The Sanskrit term, sangha, refers to an “assembly” of individuals united by a common goal, vision or purpose. More specifically, it refers to the community of those who have received (and been transformed by) the Dharma. The sangha is one of the ‘Three Jewels‘ in which persons of Dharma are counseled to seek refuge (i.e. Buddha, Dharma and Sangha).
It is not uncommon, however, to hear the term sangha defined as ‘the community of monastics’, or, if pressed, to hear that the sangha is divided into a ‘high’ sangha consisting of monastics, and a ‘low’ sangha consisting of the laity.
In its description of the ‘Main Characteristics of Pure Land,’ the Van Hien Study Group states:
[Pure Land] is a democratic method that empowers its adherents freeing them from arcane metaphysics as well as dependence on teachers, gurus, roshis and other mediating authority figures.
Jodo Shinshu, because of its reliance on Other-Power, is safe and sane enough for use by householders (i.e. lay practitioners) without the need for intense, immediate and constant supervision by ‘mediating authority figures.’ Nevertheless, we do not advise using this as an excuse not to test the quality of ones approach and engagement against that standard set up by Śākyamuni and the Mahayana and Jodo Shinshu Patriarchs.
Master Nan Huai-Chin states:
all those whose minds [are] set on the realm of Buddhahood though their bodies might abide in the world of dusts, those who [adopt] the Buddhist way of thinking and conduct in detaching from the dusts of sensory experience and the conventional world, and those who [make] the great vow to work for the salvation of sentient beings, unlimited by time or space—no matter whether they are house-holders or home-leavers, no matter whether they are male or female, or young or old—all such people [are] called Great Vehicle Bodhisattvas.
We are all receptacles and upholders of the Dharma and there should be a genuine feeling of mutual respect between the monastic and lay elements of the sangha. Householders should not disturb the harmony of the sangha by reviling or undermining home-leavers, just as monastics should not denigrate or slight the laity.

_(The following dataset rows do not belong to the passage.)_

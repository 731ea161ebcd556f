use thiserror::Error;

use crate::models::{DimensionKind, ImageKind, MediaKind, MediaRef};

#[derive(Error, Debug)]
pub enum StoreError {
    #[error("database error: {0}")]
    Database(#[from] sqlx::Error),

    #[error("IO error: {0}")]
    Io(#[from] std::io::Error),

    #[error("{media} is already linked to {kind} {dimension_id}")]
    DuplicateRelation {
        media: MediaRef,
        kind: DimensionKind,
        dimension_id: i64,
    },

    #[error("{kind} {id} is still referenced by {edges} relation(s)")]
    ReferentialIntegrity {
        kind: DimensionKind,
        id: i64,
        edges: i64,
    },

    #[error("{0} cannot be linked to a {1}")]
    UnsupportedRelation(DimensionKind, MediaKind),

    #[error("{0} images cannot be attached to a {1}")]
    UnsupportedImage(ImageKind, MediaKind),

    #[error("not found: {0}")]
    NotFound(String),

    #[error("invalid input: {0}")]
    InvalidInput(String),

    #[error("migration {version} ({name}) failed: {source}")]
    Migration {
        version: i64,
        name: &'static str,
        #[source]
        source: sqlx::Error,
    },

    #[error("store is closed")]
    Closed,

    #[error("schema version {found} is newer than the supported version {supported}; reset the store")]
    SchemaTooNew { found: i64, supported: i64 },
}

impl StoreError {
    /// Errors a caller can handle and keep its transaction going.
    pub fn is_recoverable(&self) -> bool {
        matches!(self, StoreError::DuplicateRelation { .. })
    }
}

pub type Result<T> = std::result::Result<T, StoreError>;
//! # Scrape Store CLI (`scrapedb`)
//!
//! Maintenance and inspection front end for the scraper metadata store.
//!
//! ## Usage
//!
//! ```bash
//! scrapedb --config ./config/scrape.toml <command>
//! ```
//!
//! ## Commands
//!
//! | Command | Description |
//! |---------|-------------|
//! | `scrapedb init` | Create the SQLite database and run schema migrations |
//! | `scrapedb stats` | Row counts, orphan counts and delete-queue backlog |
//! | `scrapedb import <json>` | Import a batch of scraped movies and shows |
//! | `scrapedb show <kind> <id>` | Print a full record as JSON |
//! | `scrapedb aggregate <kind> <id> <dimension>` | Print one aggregation string |
//! | `scrapedb delete <kind> <id>` | Delete a media row with its cascade |
//! | `scrapedb release <file-id>` | Detach a scanned file from its entity |
//! | `scrapedb sweep [dimension]` | Remove orphaned catalog entities |
//! | `scrapedb recount` | Recompute advisory usage counts |
//! | `scrapedb reap` | Delete queued files that nothing references |
//! | `scrapedb reset --yes` | Drop every table and rebuild the schema |
//!
//! Logging goes to stderr and is controlled by `RUST_LOG` (default `info`).

use std::path::PathBuf;

use anyhow::{bail, Context};
use clap::{Parser, Subcommand};
use tracing_subscriber::EnvFilter;

use scrape_store::config;
use scrape_store::delete_queue::FsRemover;
use scrape_store::import;
use scrape_store::migrate;
use scrape_store::models::{DimensionKind, MediaKind, MediaRef};
use scrape_store::stats;
use scrape_store::store::Store;

/// Scrape Store CLI: inspect and maintain a local video-library metadata
/// cache.
///
/// All commands accept a `--config` flag pointing to a TOML configuration
/// file. See `config/scrape.example.toml` for a full example.
#[derive(Parser)]
#[command(
    name = "scrapedb",
    about = "Scrape Store: metadata cache for a local video library",
    version
)]
struct Cli {
    /// Path to configuration file (TOML).
    #[arg(long, global = true, default_value = "./config/scrape.toml")]
    config: PathBuf,

    #[command(subcommand)]
    command: Commands,
}

#[derive(Subcommand)]
enum Commands {
    /// Initialize the database schema.
    ///
    /// Creates the SQLite database file and applies every pending
    /// migration. Safe to run repeatedly.
    Init,

    /// Show database statistics.
    Stats,

    /// Import scraped movies and shows from a JSON batch file.
    ///
    /// The whole batch is written in one transaction.
    Import {
        /// Path to the batch file.
        path: PathBuf,
    },

    /// Print the full record of a movie, show or episode as JSON.
    Show {
        /// `movie`, `show` or `episode`.
        kind: MediaKind,
        id: i64,
    },

    /// Print the aggregation string of one dimension kind.
    Aggregate {
        kind: MediaKind,
        id: i64,
        /// Dimension kind, e.g. `actor` or `genres`.
        dimension: DimensionKind,
    },

    /// Delete a movie, show or episode with its full cascade.
    Delete { kind: MediaKind, id: i64 },

    /// Delete whatever is attached to a scanned file and mark it unscraped.
    Release {
        /// Scanned file id.
        file_id: i64,
    },

    /// Remove catalog entities that nothing references.
    ///
    /// Without an argument every dimension kind is swept and empty shows
    /// are removed.
    Sweep {
        /// A single dimension kind, or `all`.
        #[arg(default_value = "all")]
        dimension: String,
    },

    /// Recompute the advisory usage counts of every catalog entity.
    Recount,

    /// Delete files on the delete queue that no row references anymore.
    Reap {
        /// Report what would be removed without touching anything.
        #[arg(long)]
        dry_run: bool,
    },

    /// Drop all tables and recreate the schema. Destroys every row.
    Reset {
        /// Required confirmation.
        #[arg(long)]
        yes: bool,
    },
}

fn init_tracing() {
    tracing_subscriber::fmt()
        .with_env_filter(
            EnvFilter::try_from_default_env().unwrap_or_else(|_| EnvFilter::new("info")),
        )
        .with_writer(std::io::stderr)
        .init();
}

#[tokio::main]
async fn main() -> anyhow::Result<()> {
    init_tracing();
    let cli = Cli::parse();
    let cfg = config::load_config(&cli.config)?;

    match cli.command {
        Commands::Init => {
            let store = Store::open(&cfg).await?;
            let version = migrate::current_version(&mut *store.pool().acquire().await?).await?;
            store.close().await;
            println!("Database initialized at schema v{}.", version);
        }
        Commands::Stats => {
            stats::run_stats(&cfg).await?;
        }
        Commands::Import { path } => {
            import::run_import(&cfg, &path).await?;
        }
        Commands::Show { kind, id } => {
            let store = Store::open(&cfg).await?;
            let record = store.full_record(MediaRef { kind, id }).await?;
            println!("{}", serde_json::to_string_pretty(&record)?);
            store.close().await;
        }
        Commands::Aggregate {
            kind,
            id,
            dimension,
        } => {
            let store = Store::open(&cfg).await?;
            let text = store.aggregate(MediaRef { kind, id }, dimension).await?;
            println!("{}", text);
            store.close().await;
        }
        Commands::Delete { kind, id } => {
            let store = Store::open(&cfg).await?;
            let mut session = store.begin().await?;
            let outcome = session.delete(MediaRef { kind, id }).await?;
            session.commit().await?;
            store.close().await;

            println!(
                "Deleted {}",
                outcome
                    .deleted
                    .iter()
                    .map(ToString::to_string)
                    .collect::<Vec<_>>()
                    .join(", ")
            );
            for (kind, ids) in &outcome.reclaimed {
                println!("  reclaimed {} {}", ids.len(), kind.table());
            }
            if !outcome.queued.is_empty() {
                println!("  queued {} file(s) for deletion", outcome.queued.len());
            }
        }
        Commands::Release { file_id } => {
            let store = Store::open(&cfg).await?;
            let mut session = store.begin().await?;
            let outcome = session.release_file(file_id).await?;
            session.commit().await?;
            store.close().await;

            match outcome {
                Some(outcome) => println!(
                    "Released file {} ({} row(s) deleted)",
                    file_id,
                    outcome.deleted.len()
                ),
                None => println!("File {} had no entity attached.", file_id),
            }
        }
        Commands::Sweep { dimension } => {
            let store = Store::open(&cfg).await?;
            let mut session = store.begin().await?;
            if dimension == "all" {
                let removed = session.sweep_all().await?;
                let shows = session.sweep_empty_shows().await?;
                session.commit().await?;
                for kind in DimensionKind::ALL {
                    let n = removed.get(&kind).map_or(0, |ids| ids.len());
                    println!("  {:<14} {}", kind.table(), n);
                }
                println!("  {:<14} {}", "empty shows", shows.len());
            } else {
                let kind: DimensionKind = dimension
                    .parse()
                    .with_context(|| format!("Invalid sweep target '{}'", dimension))?;
                let removed = session.sweep_orphans(kind).await?;
                session.commit().await?;
                println!("  {:<14} {}", kind.table(), removed.len());
            }
            store.close().await;
        }
        Commands::Recount => {
            let store = Store::open(&cfg).await?;
            let mut session = store.begin().await?;
            let updated = session.recount_usage().await?;
            session.commit().await?;
            store.close().await;
            println!("Recounted {} catalog entries.", updated);
        }
        Commands::Reap { dry_run } => {
            let store = Store::open(&cfg).await?;
            let report = store.reap(&FsRemover, dry_run).await?;
            store.close().await;

            let verb = if dry_run { "Would remove" } else { "Removed" };
            println!("{} {} file(s)", verb, report.removed.len());
            for path in &report.removed {
                println!("  {}", path);
            }
            if !report.kept.is_empty() {
                println!("Kept {} file(s) still in use", report.kept.len());
            }
            for (path, error) in &report.failed {
                println!("  failed: {} ({})", path, error);
            }
            if !report.failed.is_empty() {
                bail!("{} file(s) could not be removed", report.failed.len());
            }
        }
        Commands::Reset { yes } => {
            if !yes {
                bail!("Refusing to reset without --yes; this deletes every row.");
            }
            let pool = scrape_store::db::connect(&cfg).await?;
            migrate::reset(&pool).await?;
            let version = migrate::run_migrations(&pool).await?;
            pool.close().await;
            println!("Database reset to schema v{}.", version);
        }
    }

    Ok(())
}
/// Register a scanned file by path, returning its id. Re-registering the
/// same path returns the existing id and leaves its linkage untouched.
pub async fn register_file(conn: &mut SqliteConnection, path: &str) -> Result<i64> {
    sqlx::query("INSERT INTO scanned_files (path) VALUES (?) ON CONFLICT(path) DO NOTHING")
        .bind(path)
        .execute(&mut *conn)
        .await?;

    let id: i64 = sqlx::query_scalar("SELECT id FROM scanned_files WHERE path = ?")
        .bind(path)
        .fetch_one(&mut *conn)
        .await?;
    Ok(id)
}

pub async fn file_path(conn: &mut SqliteConnection, file_id: i64) -> Result<Option<String>> {
    let path = sqlx::query_scalar("SELECT path FROM scanned_files WHERE id = ?")
        .bind(file_id)
        .fetch_optional(&mut *conn)
        .await?;
    Ok(path)
}

pub async fn file_linkage(conn: &mut SqliteConnection, file_id: i64) -> Result<Linkage> {
    let row = sqlx::query("SELECT scraper_id, scraper_kind FROM scanned_files WHERE id = ?")
        .bind(file_id)
        .fetch_optional(&mut *conn)
        .await?
        .ok_or_else(|| StoreError::NotFound(format!("scanned file {}", file_id)))?;

    let id: i64 = row.get("scraper_id");
    let code: i64 = row.get("scraper_kind");
    Ok(match MediaKind::from_linkage_code(code) {
        Some(kind) if id != UNSCRAPED => Linkage::Linked(MediaRef { kind, id }),
        _ => Linkage::Unscraped,
    })
}

async fn set_linkage(conn: &mut SqliteConnection, file_id: i64, id: i64, code: i64) -> Result<()> {
    sqlx::query("UPDATE scanned_files SET scraper_id = ?, scraper_kind = ? WHERE id = ?")
        .bind(id)
        .bind(code)
        .bind(file_id)
        .execute(&mut *conn)
        .await?;
    Ok(())
}

/// Media row anchored to `file_id`, looked up through the media tables
/// rather than the linkage fields.
pub async fn find_by_file(conn: &mut SqliteConnection, file_id: i64) -> Result<Option<MediaRef>> {
    for kind in [MediaKind::Movie, MediaKind::Episode] {
        let id: Option<i64> =
            sqlx::query_scalar(&format!("SELECT id FROM {} WHERE file_id = ?", kind.table()))
                .bind(file_id)
                .fetch_optional(&mut *conn)
                .await?;
        if let Some(id) = id {
            return Ok(Some(MediaRef { kind, id }));
        }
    }
    Ok(None)
}

/// Detach whatever is attached to `file_id` so a new entity can take it.
pub async fn clear_file(conn: &mut SqliteConnection, policy: Policy, file_id: i64) -> Result<DeleteOutcome> {
    if file_path(conn, file_id).await?.is_none() {
        return Err(StoreError::NotFound(format!("scanned file {}", file_id)));
    }

    let mut outcome = DeleteOutcome::default();
    if let Some(previous) = find_by_file(conn, file_id).await? {
        tracing::info!(file_id, %previous, "re-pointing scanned file, deleting previous entity");
        outcome.absorb(delete_media(conn, policy, previous).await?);
    }
    Ok(outcome)
}

/// Insert a movie anchored to `file_id`, which must already be free (see
/// [`clear_file`]).
pub async fn insert_movie(conn: &mut SqliteConnection, file_id: i64, scraped: &Scraped) -> Result<i64> {
    validate(scraped)?;

    let id = sqlx::query(&format!(
        "INSERT INTO movies (file_id, {SCALAR_COLUMNS}) VALUES (?, ?, ?, ?, ?, ?, ?, ?, ?)"
    ))
    .bind(file_id)
    .bind(&scraped.name)
    .bind(&scraped.date)
    .bind(scraped.rating)
    .bind(&scraped.plot)
    .bind(scraped.online_id)
    .bind(&scraped.imdb_id)
    .bind(&scraped.content_rating)
    .bind(&scraped.cover)
    .execute(&mut *conn)
    .await?
    .last_insert_rowid();

    set_linkage(conn, file_id, id, crate::models::LINKAGE_MOVIE).await?;
    tracing::info!(id, file_id, name = %scraped.name, "inserted movie");
    Ok(id)
}

/// Insert a show row. A show with no episode is removed by the next
/// cascade that touches it or by [`sweep_empty_shows`].
pub async fn insert_show(conn: &mut SqliteConnection, scraped: &Scraped) -> Result<i64> {
    validate(scraped)?;

    let id = sqlx::query(&format!(
        "INSERT INTO shows ({SCALAR_COLUMNS}) VALUES (?, ?, ?, ?, ?, ?, ?, ?)"
    ))
    .bind(&scraped.name)
    .bind(&scraped.date)
    .bind(scraped.rating)
    .bind(&scraped.plot)
    .bind(scraped.online_id)
    .bind(&scraped.imdb_id)
    .bind(&scraped.content_rating)
    .bind(&scraped.cover)
    .execute(&mut *conn)
    .await?
    .last_insert_rowid();

    tracing::info!(id, name = %scraped.name, "inserted show");
    Ok(id)
}

/// Existing show matching `scraped`: by online id when it has one, else by
/// exact name.
pub async fn find_show(conn: &mut SqliteConnection, scraped: &Scraped) -> Result<Option<i64>> {
    let id = match scraped.online_id {
        Some(online_id) => {
            sqlx::query_scalar("SELECT id FROM shows WHERE online_id = ? ORDER BY id LIMIT 1")
                .bind(online_id)
                .fetch_optional(&mut *conn)
                .await?
        }
        None => {
            sqlx::query_scalar("SELECT id FROM shows WHERE name = ? ORDER BY id LIMIT 1")
                .bind(&scraped.name)
                .fetch_optional(&mut *conn)
                .await?
        }
    };
    Ok(id)
}

/// Insert an episode. With [`ShowRef::New`] the show is looked up (see
/// [`find_show`]) and created if missing. Returns `(episode id, show id)`.
/// The file must already be free (see [`clear_file`]).
pub async fn insert_episode(
    conn: &mut SqliteConnection,
    file_id: i64,
    show: ShowRef<'_>,
    number: EpisodeNumber,
    scraped: &Scraped,
) -> Result<(i64, i64)> {
    validate(scraped)?;

    let show_id = match show {
        ShowRef::Id(id) => {
            relation::ensure_media(conn, MediaRef::show(id)).await?;
            id
        }
        ShowRef::New(show) => match find_show(conn, show).await? {
            Some(id) => id,
            None => insert_show(conn, show).await?,
        },
    };

    let id = sqlx::query(&format!(
        "INSERT INTO episodes (file_id, show_id, season, episode, {SCALAR_COLUMNS}) VALUES (?, ?, ?, ?, ?, ?, ?, ?, ?, ?, ?, ?)"
    ))
    .bind(file_id)
    .bind(show_id)
    .bind(number.season)
    .bind(number.episode)
    .bind(&scraped.name)
    .bind(&scraped.date)
    .bind(scraped.rating)
    .bind(&scraped.plot)
    .bind(scraped.online_id)
    .bind(&scraped.imdb_id)
    .bind(&scraped.content_rating)
    .bind(&scraped.cover)
    .execute(&mut *conn)
    .await?
    .last_insert_rowid();

    set_linkage(conn, file_id, id, crate::models::LINKAGE_EPISODE).await?;
    tracing::info!(id, show_id, file_id, season = number.season, episode = number.episode, "inserted episode");
    Ok((id, show_id))
}

fn validate(scraped: &Scraped) -> Result<()> {
    if scraped.name.trim().is_empty() {
        return Err(StoreError::InvalidInput("media name must not be empty".into()));
    }
    Ok(())
}

/// Overwrite the scalar attributes of a media row.
pub async fn update_scraped(conn: &mut SqliteConnection, media: MediaRef, scraped: &Scraped) -> Result<()> {
    validate(scraped)?;
    let result = sqlx::query(&format!(
        r#"
        UPDATE {} SET name = ?, released = ?, rating = ?, plot = ?, online_id = ?,
            imdb_id = ?, content_rating = ?, cover = ?
        WHERE id = ?
        "#,
        media.kind.table()
    ))
    .bind(&scraped.name)
    .bind(&scraped.date)
    .bind(scraped.rating)
    .bind(&scraped.plot)
    .bind(scraped.online_id)
    .bind(&scraped.imdb_id)
    .bind(&scraped.content_rating)
    .bind(&scraped.cover)
    .bind(media.id)
    .execute(&mut *conn)
    .await?;

    if result.rows_affected() == 0 {
        return Err(StoreError::NotFound(media.to_string()));
    }
    Ok(())
}

/// Movie or show row. Episodes are read with [`get_episode`].
pub async fn get_media(conn: &mut SqliteConnection, media: MediaRef) -> Result<Option<MediaRow>> {
    let file_col = match media.kind {
        MediaKind::Show => "NULL AS file_id",
        MediaKind::Movie | MediaKind::Episode => "file_id",
    };
    let row = sqlx::query(&format!(
        "SELECT id, {file_col}, {SCALAR_COLUMNS} FROM {} WHERE id = ?",
        media.kind.table()
    ))
    .bind(media.id)
    .fetch_optional(&mut *conn)
    .await?;

    Ok(row.map(|row| MediaRow {
        media,
        file_id: row.get("file_id"),
        scraped: scraped_from_row(&row),
    }))
}

fn episode_from_row(row: &SqliteRow) -> EpisodeRow {
    EpisodeRow {
        id: row.get("id"),
        show_id: row.get("show_id"),
        file_id: row.get("file_id"),
        number: EpisodeNumber {
            season: row.get("season"),
            episode: row.get("episode"),
        },
        scraped: scraped_from_row(row),
    }
}

pub async fn get_episode(conn: &mut SqliteConnection, id: i64) -> Result<Option<EpisodeRow>> {
    let row = sqlx::query(&format!(
        "SELECT id, show_id, file_id, season, episode, {SCALAR_COLUMNS} FROM episodes WHERE id = ?"
    ))
    .bind(id)
    .fetch_optional(&mut *conn)
    .await?;
    Ok(row.as_ref().map(episode_from_row))
}

/// Episodes of a show, by season then episode number.
pub async fn episodes_of(conn: &mut SqliteConnection, show_id: i64) -> Result<Vec<EpisodeRow>> {
    let rows = sqlx::query(&format!(
        "SELECT id, show_id, file_id, season, episode, {SCALAR_COLUMNS} FROM episodes WHERE show_id = ? ORDER BY season, episode, id"
    ))
    .bind(show_id)
    .fetch_all(&mut *conn)
    .await?;
    Ok(rows.iter().map(episode_from_row).collect())
}

pub async fn count(conn: &mut SqliteConnection, kind: MediaKind) -> Result<i64> {
    let n = sqlx::query_scalar(&format!("SELECT COUNT(*) FROM {}", kind.table()))
        .fetch_one(&mut *conn)
        .await?;
    Ok(n)
}

/// Delete any media row with its full cascade.
pub async fn delete_media(conn: &mut SqliteConnection, policy: Policy, media: MediaRef) -> Result<DeleteOutcome> {
    match media.kind {
        MediaKind::Movie => delete_row(conn, policy, media).await,
        MediaKind::Episode => delete_episode(conn, policy, media.id).await,
        MediaKind::Show => delete_show(conn, policy, media.id).await,
    }
}

pub async fn delete_movie(conn: &mut SqliteConnection, policy: Policy, id: i64) -> Result<DeleteOutcome> {
    delete_row(conn, policy, MediaRef::movie(id)).await
}

/// Delete an episode, and its show when this was the last episode.
pub async fn delete_episode(conn: &mut SqliteConnection, policy: Policy, id: i64) -> Result<DeleteOutcome> {
    let episode = get_episode(conn, id)
        .await?
        .ok_or_else(|| StoreError::NotFound(MediaRef::episode(id).to_string()))?;

    let mut outcome = delete_row(conn, policy, MediaRef::episode(id)).await?;

    let siblings: i64 = sqlx::query_scalar("SELECT COUNT(*) FROM episodes WHERE show_id = ?")
        .bind(episode.show_id)
        .fetch_one(&mut *conn)
        .await?;
    if siblings == 0 {
        tracing::info!(show_id = episode.show_id, "last episode deleted, removing show");
        outcome.absorb(delete_row(conn, policy, MediaRef::show(episode.show_id)).await?);
    }
    Ok(outcome)
}

/// Delete a show together with all of its episodes.
pub async fn delete_show(conn: &mut SqliteConnection, policy: Policy, id: i64) -> Result<DeleteOutcome> {
    relation::ensure_media(conn, MediaRef::show(id)).await?;

    let mut outcome = DeleteOutcome::default();
    for episode in episodes_of(conn, id).await? {
        outcome.absorb(delete_row(conn, policy, MediaRef::episode(episode.id)).await?);
    }
    // Report the show first.
    let mut show = delete_row(conn, policy, MediaRef::show(id)).await?;
    show.absorb(outcome);
    Ok(show)
}

/// Remove shows that no episode references. Returns the removed ids.
pub async fn sweep_empty_shows(conn: &mut SqliteConnection, policy: Policy) -> Result<Vec<i64>> {
    let ids: Vec<i64> = sqlx::query_scalar(
        "SELECT id FROM shows s WHERE NOT EXISTS (SELECT 1 FROM episodes e WHERE e.show_id = s.id)",
    )
    .fetch_all(&mut *conn)
    .await?;

    for id in &ids {
        delete_row(conn, policy, MediaRef::show(*id)).await?;
    }
    Ok(ids)
}

/// Delete whatever entity is attached to `file_id`, leaving the file
/// unscraped. `None` when nothing was attached.
pub async fn release_file(
    conn: &mut SqliteConnection,
    policy: Policy,
    file_id: i64,
) -> Result<Option<DeleteOutcome>> {
    let outcome = clear_file(conn, policy, file_id).await?;
    if outcome.deleted.is_empty() {
        // Nothing anchored here, but make sure a stale stamp does not survive.
        set_linkage(conn, file_id, UNSCRAPED, UNSCRAPED).await?;
        return Ok(None);
    }
    Ok(Some(outcome))
}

Lastly, I would humbly suggest that—except in rare cases—monasticism (i.e. home-leaving) should be the exception and not the rule. Home-leaving serves as a temporary refuge for the very young from the damage which can stem from socialization into an overwhelmingly materialistic and self-willed culture. It serves as a refuge for the very old as a means to cast off the burden of worldly possessions and to sever attachment to the notion of a discrete, personal self in preparation for death. It also serves as a refuge for those (of whatever age) who may need some time away from the world. Monasticism is abused when it is used as a means of retreating from the world, or as a means of using religion for self-glorification and self-righteousness.